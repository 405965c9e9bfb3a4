//! Top navigation bar with the signed-in identity and logout.

use leptos::prelude::*;
use leptos_router::components::A;
use session::AuthContext;

use crate::state::auth::use_auth;

#[component]
pub fn NavBar() -> impl IntoView {
    let auth = use_auth();
    let ctx = expect_context::<AuthContext>();

    // Local session goes first; the server-side revoke is fire-and-forget.
    let on_logout = move |_: leptos::ev::MouseEvent| {
        let token = ctx.logout();
        #[cfg(feature = "hydrate")]
        if let Some(token) = token {
            leptos::task::spawn_local(crate::net::api::revoke_session(token));
        }
        #[cfg(not(feature = "hydrate"))]
        let _ = token;
    };

    let user_name = move || auth.get().user().map(|u| u.name.clone());

    view! {
        <nav class="nav-bar">
            <A href="/">"MAOS"</A>
            <Show
                when=move || auth.get().is_logged_in()
                fallback=|| view! { <A href="/login">"Sign in"</A> }
            >
                <A href="/dashboard">"Dashboard"</A>
                <span class="nav-bar__user">{user_name}</span>
                <button class="btn" on:click=on_logout.clone()>
                    "Log out"
                </button>
            </Show>
        </nav>
    }
}
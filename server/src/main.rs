mod config;
mod guard;
mod routes;
mod services;
mod state;
#[cfg(test)]
mod test_support;

use tracing_subscriber::EnvFilter;

use crate::config::{ConfigError, ServerConfig};
use crate::services::erp::ErpError;

#[derive(Debug, thiserror::Error)]
enum StartupError {
    #[error("config: {0}")]
    Config(#[from] ConfigError),
    #[error("erp client: {0}")]
    Erp(#[from] ErpError),
    #[error("{0}")]
    Leptos(String),
    #[error("failed to bind port {port}: {source}")]
    Bind { port: u16, source: std::io::Error },
    #[error("server failed: {0}")]
    Serve(std::io::Error),
}

#[tokio::main]
async fn main() -> Result<(), StartupError> {
    // Missing .env is normal outside local development.
    let _ = dotenvy::dotenv();
    tracing_subscriber::fmt()
        .with_env_filter(EnvFilter::try_from_default_env().unwrap_or_else(|_| EnvFilter::new("info")))
        .init();

    let config = ServerConfig::from_env()?;
    let port = config.port;
    let state = state::AppState::new(config)?;
    tracing::info!(erp = state.erp.base_url(), landing = state.routes.landing_path(), "configuration loaded");

    let app = routes::leptos_app(state).map_err(StartupError::Leptos)?;
    let listener = tokio::net::TcpListener::bind(("0.0.0.0", port))
        .await
        .map_err(|source| StartupError::Bind { port, source })?;

    tracing::info!(%port, "maos listening");
    axum::serve(listener, app).await.map_err(StartupError::Serve)
}
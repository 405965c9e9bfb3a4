use std::sync::{Arc, Mutex};

use axum::Json;
use axum::Router;
use axum::http::{HeaderMap, StatusCode};
use axum::response::{IntoResponse, Response};
use axum::routing::{get, post};
use serde_json::json;

use super::*;

pub(crate) const TOKEN: &str = "tok-cli-1";

fn bearer(headers: &HeaderMap) -> Option<String> {
    headers
        .get("authorization")
        .and_then(|v| v.to_str().ok())
        .and_then(|v| v.strip_prefix("Bearer "))
        .map(str::to_owned)
}

/// Fake MAOS server speaking the `/api/auth/*` contract.
pub(crate) async fn spawn_fake_server() -> (String, Arc<Mutex<Vec<String>>>) {
    let revoked = Arc::new(Mutex::new(Vec::new()));
    let revoked_log = revoked.clone();

    let app = Router::new()
        .route(
            "/api/auth/login",
            post(|Json(body): Json<Value>| async move {
                if body["password"] == "pw" {
                    Json(json!({
                        "token": TOKEN,
                        "user": {"id": "u-1", "name": "Cli User", "email": body["email"]},
                        "tenant": {"id": "t-1", "role": "admin"}
                    }))
                    .into_response()
                } else if body["password"] == "boom" {
                    StatusCode::BAD_GATEWAY.into_response()
                } else {
                    (StatusCode::UNAUTHORIZED, Json(json!({"error": "invalid email or password"}))).into_response()
                }
            }),
        )
        .route(
            "/api/auth/validate",
            get(|headers: HeaderMap| async move {
                if bearer(&headers).as_deref() == Some(TOKEN) {
                    (StatusCode::OK, Json(json!({"valid": true})))
                } else {
                    (StatusCode::UNAUTHORIZED, Json(json!({"valid": false})))
                }
            }),
        )
        .route(
            "/api/auth/logout",
            post(move |headers: HeaderMap| {
                let revoked = revoked_log.clone();
                async move {
                    if let Some(token) = bearer(&headers) {
                        revoked.lock().unwrap().push(token);
                    }
                    StatusCode::NO_CONTENT
                }
            }),
        )
        .route(
            "/api/erp/{*path}",
            get(|headers: HeaderMap| async move {
                let resp: Response = if bearer(&headers).as_deref() == Some(TOKEN) {
                    Json(json!({"open_orders": 7})).into_response()
                } else {
                    (StatusCode::UNAUTHORIZED, Json(json!({"error": "token expired"}))).into_response()
                };
                resp
            }),
        )
        .route("/healthz", get(|| async { StatusCode::OK }));

    let listener = tokio::net::TcpListener::bind("127.0.0.1:0").await.unwrap();
    let addr = listener.local_addr().unwrap();
    tokio::spawn(async move {
        axum::serve(listener, app).await.unwrap();
    });
    (format!("http://{addr}"), revoked)
}

// =============================================================================
// AuthApi
// =============================================================================

#[tokio::test]
async fn login_parses_session() {
    let (base, _) = spawn_fake_server().await;
    let api = ServerAuthApi::new(&format!("{base}/"));
    let session = api.login(&Credentials::new("me@example.com", "pw")).await.unwrap();
    assert_eq!(session.token, TOKEN);
    assert_eq!(session.user.email, "me@example.com");
    assert_eq!(session.role(), session::Role::Admin);
}

#[tokio::test]
async fn login_maps_statuses() {
    let (base, _) = spawn_fake_server().await;
    let api = ServerAuthApi::new(&base);

    let err = api.login(&Credentials::new("me@example.com", "nope")).await.unwrap_err();
    assert_eq!(err, AuthError::Rejected("invalid email or password".to_owned()));

    let err = api.login(&Credentials::new("me@example.com", "boom")).await.unwrap_err();
    assert!(matches!(err, AuthError::Upstream(_)));
}

#[tokio::test]
async fn validate_token_answers() {
    let (base, _) = spawn_fake_server().await;
    let api = ServerAuthApi::new(&base);
    assert_eq!(api.validate_token(TOKEN).await, Ok(true));
    assert_eq!(api.validate_token("tok-old").await, Ok(false));
}

#[tokio::test]
async fn unreachable_server_is_network_error() {
    let listener = tokio::net::TcpListener::bind("127.0.0.1:0").await.unwrap();
    let addr = listener.local_addr().unwrap();
    drop(listener);

    let api = ServerAuthApi::new(&format!("http://{addr}"));
    assert!(matches!(api.validate_token(TOKEN).await, Err(AuthError::Network(_))));
}

// =============================================================================
// revoke / erp_get / ping
// =============================================================================

#[tokio::test]
async fn revoke_posts_bearer() {
    let (base, revoked) = spawn_fake_server().await;
    ServerAuthApi::new(&base).revoke(TOKEN).await.unwrap();
    assert_eq!(*revoked.lock().unwrap(), vec![TOKEN.to_owned()]);
}

#[tokio::test]
async fn erp_get_returns_status_and_body() {
    let (base, _) = spawn_fake_server().await;
    let api = ServerAuthApi::new(&base);

    let (status, body) = api.erp_get("/reports/kpis", TOKEN).await.unwrap();
    assert_eq!(status, 200);
    assert_eq!(body["open_orders"], 7);

    let (status, _) = api.erp_get("reports/kpis", "tok-old").await.unwrap();
    assert_eq!(status, 401);
}

#[tokio::test]
async fn ping_checks_health() {
    let (base, _) = spawn_fake_server().await;
    ServerAuthApi::new(&base).ping().await.unwrap();
}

----

* **Activity**
Reproduce the material above. Do not change a word.

* **Answer box**
repository 405965c9e9bfb3a4
//! Top navigation bar with the signed-in identity and logout.

use leptos::prelude::*;
use leptos_router::components::A;
use session::AuthContext;

use crate::state::auth::use_auth;

#[component]
pub fn NavBar() -> impl IntoView {
    let auth = use_auth();
    let ctx = expect_context::<AuthContext>();

    // Local session goes first; the server-side revoke is fire-and-forget.
    let on_logout = move |_: leptos::ev::MouseEvent| {
        let token = ctx.logout();
        #[cfg(feature = "hydrate")]
        if let Some(token) = token {
            leptos::task::spawn_local(crate::net::api::revoke_session(token));
        }
        #[cfg(not(feature = "hydrate"))]
        let _ = token;
    };

    let user_name = move || auth.get().user().map(|u| u.name.clone());

    view! {
        <nav class="nav-bar">
            <A href="/">"MAOS"</A>
            <Show
                when=move || auth.get().is_logged_in()
                fallback=|| view! { <A href="/login">"Sign in"</A> }
            >
                <A href="/dashboard">"Dashboard"</A>
                <span class="nav-bar__user">{user_name}</span>
                <button class="btn" on:click=on_logout.clone()>
                    "Log out"
                </button>
            </Show>
        </nav>
    }
}
filename server/src/main.rs
mod config;
mod guard;
mod routes;
mod services;
mod state;
#[cfg(test)]
mod test_support;

use tracing_subscriber::EnvFilter;

use crate::config::{ConfigError, ServerConfig};
use crate::services::erp::ErpError;

#[derive(Debug, thiserror::Error)]
enum StartupError {
    #[error("config: {0}")]
    Config(#[from] ConfigError),
    #[error("erp client: {0}")]
    Erp(#[from] ErpError),
    #[error("{0}")]
    Leptos(String),
    #[error("failed to bind port {port}: {source}")]
    Bind { port: u16, source: std::io::Error },
    #[error("server failed: {0}")]
    Serve(std::io::Error),
}

#[tokio::main]
async fn main() -> Result<(), StartupError> {
    // Missing .env is normal outside local development.
    let _ = dotenvy::dotenv();
    tracing_subscriber::fmt()
        .with_env_filter(EnvFilter::try_from_default_env().unwrap_or_else(|_| EnvFilter::new("info")))
        .init();

    let config = ServerConfig::from_env()?;
    let port = config.port;
    let state = state::AppState::new(config)?;
    tracing::info!(erp = state.erp.base_url(), landing = state.routes.landing_path(), "configuration loaded");

    let app = routes::leptos_app(state).map_err(StartupError::Leptos)?;
    let listener = tokio::net::TcpListener::bind(("0.0.0.0", port))
        .await
        .map_err(|source| StartupError::Bind { port, source })?;

    tracing::info!(%port, "maos listening");
    axum::serve(listener, app).await.map_err(StartupError::Serve)
}
repository 405965c9e9bfb3a4
use std::sync::{Arc, Mutex};

use axum::Json;
use axum::Router;
use axum::http::{HeaderMap, StatusCode};
use axum::response::{IntoResponse, Response};
use axum::routing::{get, post};
use serde_json::json;

use super::*;

pub(crate) const TOKEN: &str = "tok-cli-1";

fn bearer(headers: &HeaderMap) -> Option<String> {
    headers
        .get("authorization")
        .and_then(|v| v.to_str().ok())
        .and_then(|v| v.strip_prefix("Bearer "))
        .map(str::to_owned)
}

/// Fake MAOS server speaking the `/api/auth/*` contract.
pub(crate) async fn spawn_fake_server() -> (String, Arc<Mutex<Vec<String>>>) {
    let revoked = Arc::new(Mutex::new(Vec::new()));
    let revoked_log = revoked.clone();

    let app = Router::new()
        .route(
            "/api/auth/login",
            post(|Json(body): Json<Value>| async move {
                if body["password"] == "pw" {
                    Json(json!({
                        "token": TOKEN,
                        "user": {"id": "u-1", "name": "Cli User", "email": body["email"]},
                        "tenant": {"id": "t-1", "role": "admin"}
                    }))
                    .into_response()
                } else if body["password"] == "boom" {
                    StatusCode::BAD_GATEWAY.into_response()
                } else {
                    (StatusCode::UNAUTHORIZED, Json(json!({"error": "invalid email or password"}))).into_response()
                }
            }),
        )
        .route(
            "/api/auth/validate",
            get(|headers: HeaderMap| async move {
                if bearer(&headers).as_deref() == Some(TOKEN) {
                    (StatusCode::OK, Json(json!({"valid": true})))
                } else {
                    (StatusCode::UNAUTHORIZED, Json(json!({"valid": false})))
                }
            }),
        )
        .route(
            "/api/auth/logout",
            post(move |headers: HeaderMap| {
                let revoked = revoked_log.clone();
                async move {
                    if let Some(token) = bearer(&headers) {
                        revoked.lock().unwrap().push(token);
                    }
                    StatusCode::NO_CONTENT
                }
            }),
        )
        .route(
            "/api/erp/{*path}",
            get(|headers: HeaderMap| async move {
                let resp: Response = if bearer(&headers).as_deref() == Some(TOKEN) {
                    Json(json!({"open_orders": 7})).into_response()
                } else {
                    (StatusCode::UNAUTHORIZED, Json(json!({"error": "token expired"}))).into_response()
                };
                resp
            }),
        )
        .route("/healthz", get(|| async { StatusCode::OK }));

    let listener = tokio::net::TcpListener::bind("127.0.0.1:0").await.unwrap();
    let addr = listener.local_addr().unwrap();
    tokio::spawn(async move {
        axum::serve(listener, app).await.unwrap();
    });
    (format!("http://{addr}"), revoked)
}

// =============================================================================
// AuthApi
// =============================================================================

#[tokio::test]
async fn login_parses_session() {
    let (base, _) = spawn_fake_server().await;
    let api = ServerAuthApi::new(&format!("{base}/"));
    let session = api.login(&Credentials::new("me@example.com", "pw")).await.unwrap();
    assert_eq!(session.token, TOKEN);
    assert_eq!(session.user.email, "me@example.com");
    assert_eq!(session.role(), session::Role::Admin);
}

#[tokio::test]
async fn login_maps_statuses() {
    let (base, _) = spawn_fake_server().await;
    let api = ServerAuthApi::new(&base);

    let err = api.login(&Credentials::new("me@example.com", "nope")).await.unwrap_err();
    assert_eq!(err, AuthError::Rejected("invalid email or password".to_owned()));

    let err = api.login(&Credentials::new("me@example.com", "boom")).await.unwrap_err();
    assert!(matches!(err, AuthError::Upstream(_)));
}

#[tokio::test]
async fn validate_token_answers() {
    let (base, _) = spawn_fake_server().await;
    let api = ServerAuthApi::new(&base);
    assert_eq!(api.validate_token(TOKEN).await, Ok(true));
    assert_eq!(api.validate_token("tok-old").await, Ok(false));
}

#[tokio::test]
async fn unreachable_server_is_network_error() {
    let listener = tokio::net::TcpListener::bind("127.0.0.1:0").await.unwrap();
    let addr = listener.local_addr().unwrap();
    drop(listener);

    let api = ServerAuthApi::new(&format!("http://{addr}"));
    assert!(matches!(api.validate_token(TOKEN).await, Err(AuthError::Network(_))));
}

// =============================================================================
// revoke / erp_get / ping
// =============================================================================

#[tokio::test]
async fn revoke_posts_bearer() {
    let (base, revoked) = spawn_fake_server().await;
    ServerAuthApi::new(&base).revoke(TOKEN).await.unwrap();
    assert_eq!(*revoked.lock().unwrap(), vec![TOKEN.to_owned()]);
}

#[tokio::test]
async fn erp_get_returns_status_and_body() {
    let (base, _) = spawn_fake_server().await;
    let api = ServerAuthApi::new(&base);

    let (status, body) = api.erp_get("/reports/kpis", TOKEN).await.unwrap();
    assert_eq!(status, 200);
    assert_eq!(body["open_orders"], 7);

    let (status, _) = api.erp_get("reports/kpis", "tok-old").await.unwrap();
    assert_eq!(status, 401);
}

#[tokio::test]
async fn ping_checks_health() {
    let (base, _) = spawn_fake_server().await;
    ServerAuthApi::new(&base).ping().await.unwrap();
}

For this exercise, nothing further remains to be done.